The role of hyaluronic acid receptor (CD44) in activation mechanisms of NIH/3T3 fibroblast with the tekkrretvereke synthetic peptide versus TgF-β1 cytokine

We have previously shown that TEKKRRETVEREKE tetradecapeptide (a healing therapeutics gepon) induces activation of MAPK-signalling pathway in murine NIH/3T3 fibroblasts with their subsequent differentiation into myofibroblasts, and also increases cell motility in the scratch-test [1, 2]. In this study, we examine a possible role of CD44, a hyaluronic acid receptor, in the activation of fibroblasts with TEKKRRETVEREKE tetradecapeptide (TDP).
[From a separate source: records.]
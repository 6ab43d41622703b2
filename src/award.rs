use serde_json::Value;

use crate::error::{DropChanceError, Result};
use crate::math::{aggregate_weights, normalise, Tally};
use crate::tables::{as_float, as_int, AwardEntry, DROP_TABLE};

/// An award pool: the items one roll of the award can yield.
#[derive(Debug, Clone)]
pub struct AwardPool {
    pub award_id: i64,

    /// Probability of each item on a single roll, in first-seen order.
    pub items: Tally<f64>,
}

impl AwardPool {
    pub fn from_entry(key: &str, entry: &AwardEntry) -> Result<Self> {
        let award_id = entry
            .AwardID
            .as_ref()
            .and_then(as_int)
            .ok_or_else(|| DropChanceError::invalid(DROP_TABLE, key, "AwardID is missing"))?;

        let contents = entry.GroupContent.as_deref().unwrap_or_default();
        if contents.is_empty() {
            return Ok(Self {
                award_id,
                items: Tally::new(),
            });
        }

        let item_ids = contents
            .iter()
            .map(|content| content_item_id(key, content))
            .collect::<Result<Vec<i64>>>()?;

        let weights = pick_weights(entry)
            .map(|weights| {
                weights
                    .iter()
                    .take(contents.len())
                    .map(|weight| {
                        as_float(weight).ok_or_else(|| {
                            DropChanceError::invalid(
                                DROP_TABLE,
                                key,
                                format!("weight {weight} is not a number"),
                            )
                        })
                    })
                    .collect::<Result<Vec<f64>>>()
            })
            .transpose()?;

        let per_item = aggregate_weights(&item_ids, weights.as_deref());

        Ok(Self {
            award_id,
            items: normalise(&per_item),
        })
    }

    pub fn is_empty(&self) -> bool {
        self.items.is_empty()
    }

    /// Items and their in-pool probabilities, ascending by item id.
    pub fn sorted_items(&self) -> Vec<(i64, f64)> {
        let mut items: Vec<(i64, f64)> = self.items.iter().collect();
        items.sort_by_key(|&(item_id, _)| item_id);
        items
    }
}

/// GroupWeight wins over GroupRates; an empty list counts as absent.
fn pick_weights(entry: &AwardEntry) -> Option<&[Value]> {
    [&entry.GroupWeight, &entry.GroupRates]
        .into_iter()
        .filter_map(|weights| weights.as_deref())
        .find(|weights| !weights.is_empty())
}

fn content_item_id(key: &str, content: &Value) -> Result<i64> {
    content
        .as_array()
        .and_then(|content| content.first())
        .and_then(as_int)
        .ok_or_else(|| {
            DropChanceError::invalid(
                DROP_TABLE,
                key,
                format!("GroupContent entry {content} has no item id"),
            )
        })
}

#[cfg(test)]
mod tests {
    use super::*;

    fn entry(raw: &str) -> AwardEntry {
        serde_json::from_str(raw).unwrap()
    }

    #[test]
    fn unweighted_pools_count_duplicates() {
        let pool = AwardPool::from_entry(
            "1",
            &entry(r#"{"AwardID": 1, "GroupContent": [[10, 1], [20, 1], [10, 3], [30, 1]]}"#),
        )
        .unwrap();

        assert_eq!(pool.award_id, 1);
        assert_eq!(
            pool.sorted_items(),
            vec![(10, 0.5), (20, 0.25), (30, 0.25)]
        );
    }

    #[test]
    fn group_weight_takes_precedence_over_rates() {
        let pool = AwardPool::from_entry(
            "2",
            &entry(
                r#"{"AwardID": 2, "GroupContent": [[1], [2]],
                    "GroupWeight": [3, 1], "GroupRates": [1, 1]}"#,
            ),
        )
        .unwrap();
        assert_eq!(pool.items.get(1), Some(0.75));
        assert_eq!(pool.items.get(2), Some(0.25));
    }

    #[test]
    fn empty_weight_list_falls_through_to_rates() {
        let pool = AwardPool::from_entry(
            "3",
            &entry(
                r#"{"AwardID": 3, "GroupContent": [[1], [2]],
                    "GroupWeight": [], "GroupRates": ["1", "3"]}"#,
            ),
        )
        .unwrap();
        assert_eq!(pool.items.get(2), Some(0.75));
    }

    #[test]
    fn short_weight_lists_drop_trailing_items() {
        let pool = AwardPool::from_entry(
            "4",
            &entry(r#"{"AwardID": 4, "GroupContent": [[1], [2], [3]], "GroupWeight": [1, 1]}"#),
        )
        .unwrap();
        assert_eq!(pool.items.len(), 2);
        assert_eq!(pool.items.get(3), None);
    }

    #[test]
    fn zero_weights_split_evenly() {
        let pool = AwardPool::from_entry(
            "5",
            &entry(r#"{"AwardID": 5, "GroupContent": [[1], [2]], "GroupWeight": [0, 0]}"#),
        )
        .unwrap();
        assert_eq!(pool.sorted_items(), vec![(1, 0.5), (2, 0.5)]);
    }

    #[test]
    fn missing_content_is_an_empty_pool() {
        let pool = AwardPool::from_entry("6", &entry(r#"{"AwardID": 6, "GroupContent": null}"#))
            .unwrap();
        assert!(pool.is_empty());
    }

    #[test]
    fn missing_award_id_is_rejected() {
        let err = AwardPool::from_entry("7", &entry(r#"{"GroupContent": [[1]]}"#)).unwrap_err();
        assert!(err.to_string().contains("AwardID"));
    }

    #[test]
    fn content_without_item_id_is_rejected() {
        let err = AwardPool::from_entry("8", &entry(r#"{"AwardID": 8, "GroupContent": [[]]}"#))
            .unwrap_err();
        assert!(matches!(err, DropChanceError::InvalidEntry { .. }));
    }
}
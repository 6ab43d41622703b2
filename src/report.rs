use std::cell::OnceCell;
use std::collections::{BTreeMap, HashMap};

use comfy_table::Table;
use itertools::Itertools;

use crate::award::AwardPool;
use crate::chance::{format_probability, DropChance, HEADER};
use crate::error::{DropChanceError, Result};
use crate::math::per_run_probability;
use crate::pack::DropPackage;
use crate::tables::{item_name, Tables};

/// Every award pool and drop package, with the report rows derived from them.
#[derive(Debug, Clone)]
pub struct DropReport {
    awards: HashMap<i64, AwardPool>,
    award_order: Vec<i64>,
    packages: Vec<DropPackage>,
    item_names: HashMap<i64, String>,
    rows: OnceCell<Vec<DropChance>>,
}

impl DropReport {
    pub fn new(tables: Tables) -> Result<DropReport> {
        let mut awards = HashMap::with_capacity(tables.drop_table.len());
        let mut award_order = Vec::with_capacity(tables.drop_table.len());
        for (key, entry) in &tables.drop_table {
            let pool = AwardPool::from_entry(key, entry)?;
            let award_id = pool.award_id;
            // a repeated AwardID replaces the earlier pool but keeps its slot
            if awards.insert(award_id, pool).is_none() {
                award_order.push(award_id);
            }
        }

        let packages = tables
            .drop_package_table
            .iter()
            .map(|(key, entry)| DropPackage::from_entry(key, entry))
            .collect::<Result<Vec<_>>>()?;

        tracing::debug!(
            awards = awards.len(),
            packages = packages.len(),
            items = tables.item_names.len(),
            "parsed drop tables"
        );

        Ok(DropReport {
            awards,
            award_order,
            packages,
            item_names: tables.item_names,
            rows: OnceCell::new(),
        })
    }

    pub fn from_json(
        drop_table: &str,
        drop_package_table: &str,
        items: Option<&str>,
    ) -> Result<DropReport> {
        Self::new(Tables::from_json(drop_table, drop_package_table, items)?)
    }

    /// Award ids in DropTable order.
    pub fn award_ids(&self) -> &[i64] {
        &self.award_order
    }

    pub fn award(&self, award_id: i64) -> Option<&AwardPool> {
        self.awards.get(&award_id)
    }

    pub fn packages(&self) -> &[DropPackage] {
        &self.packages
    }

    pub fn item_name(&self, item_id: i64) -> String {
        item_name(&self.item_names, item_id)
    }

    /// Lazy loads the report rows, in package order.
    pub fn rows(&self) -> &[DropChance] {
        self.rows.get_or_init(|| self.make_rows())
    }

    fn make_rows(&self) -> Vec<DropChance> {
        let mut rows = Vec::new();
        for package in &self.packages {
            for (award_id, rolls) in package.rolls.iter() {
                let Some(pool) = self.awards.get(&award_id).filter(|pool| !pool.is_empty()) else {
                    continue;
                };
                let pack_trigger = package.trigger_probability(award_id);

                rows.extend(pool.sorted_items().into_iter().map(|(item_id, in_pool)| {
                    DropChance {
                        award_id,
                        pack_id: package.pack_id,
                        item_id,
                        item_name: self.item_name(item_id),
                        rolls,
                        in_pool,
                        pack_trigger,
                        final_per_run: per_run_probability(pack_trigger, in_pool, rolls),
                    }
                }));
            }
        }
        rows
    }

    /// All rows sorted by award, then package, then item.
    pub fn index_rows(&self) -> Vec<&DropChance> {
        self.rows()
            .iter()
            .sorted_by_key(|row| row.sort_key())
            .collect()
    }

    /// Rows grouped per award, each group sorted by package then item.
    pub fn rows_by_award(&self) -> BTreeMap<i64, Vec<&DropChance>> {
        self.rows()
            .iter()
            .into_group_map_by(|row| row.award_id)
            .into_iter()
            .map(|(award_id, rows)| {
                let rows: Vec<&DropChance> = rows
                    .into_iter()
                    .sorted_by_key(|row| (row.pack_id, row.item_id))
                    .collect();
                (award_id, rows)
            })
            .collect()
    }

    /// Returns a table visualization of one award's drop chances.
    pub fn award_table(&self, award_id: i64, precision: usize) -> Result<String> {
        if self.award(award_id).is_none() {
            return Err(DropChanceError::UnknownAward(award_id));
        }

        let mut table = Table::new();
        table.set_header(HEADER[1..].to_vec());

        let rows = self
            .rows()
            .iter()
            .filter(|row| row.award_id == award_id)
            .sorted_by_key(|row| (row.pack_id, row.item_id));

        for row in rows {
            table.add_row(vec![
                row.pack_id.to_string(),
                row.item_id.to_string(),
                row.item_name.clone(),
                row.rolls.to_string(),
                format_probability(row.in_pool, precision),
                format_probability(row.pack_trigger, precision),
                format_probability(row.final_per_run, precision),
            ]);
        }

        Ok(table.to_string())
    }
}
By CRISPR-CAS9 technology we knocked out the CD44 mRNA and protein in NIH/3T3 fibroblasts and examined the ability CD44KO fibroblasts to in vitro differentiation and wound healing. It was shown that CD44KO NIH/3T3 fibroblasts fully retain their ability to differentiate under influence of TDP or TgF-β1. We show that TDP- or TgF-β1-induced activation of MAPK-signaling pathway does not depend on CD44. In in vitro “healing” of the damaged cell monolayer (scratch-test), the rate of CD44KO cell movement was significantly increased as compared to the wild type NIH/3T3 fibroblasts. Although TDP increased the rate of healing of the scratched wild-type cell monolayer, it did not affect the motility of CD44KO cells. Thus, a presence of CD44-receptor for extracellular matrix' hyaluronic acid is not necessary for TDP-induced activation of NIH/3T3 fibroblasts.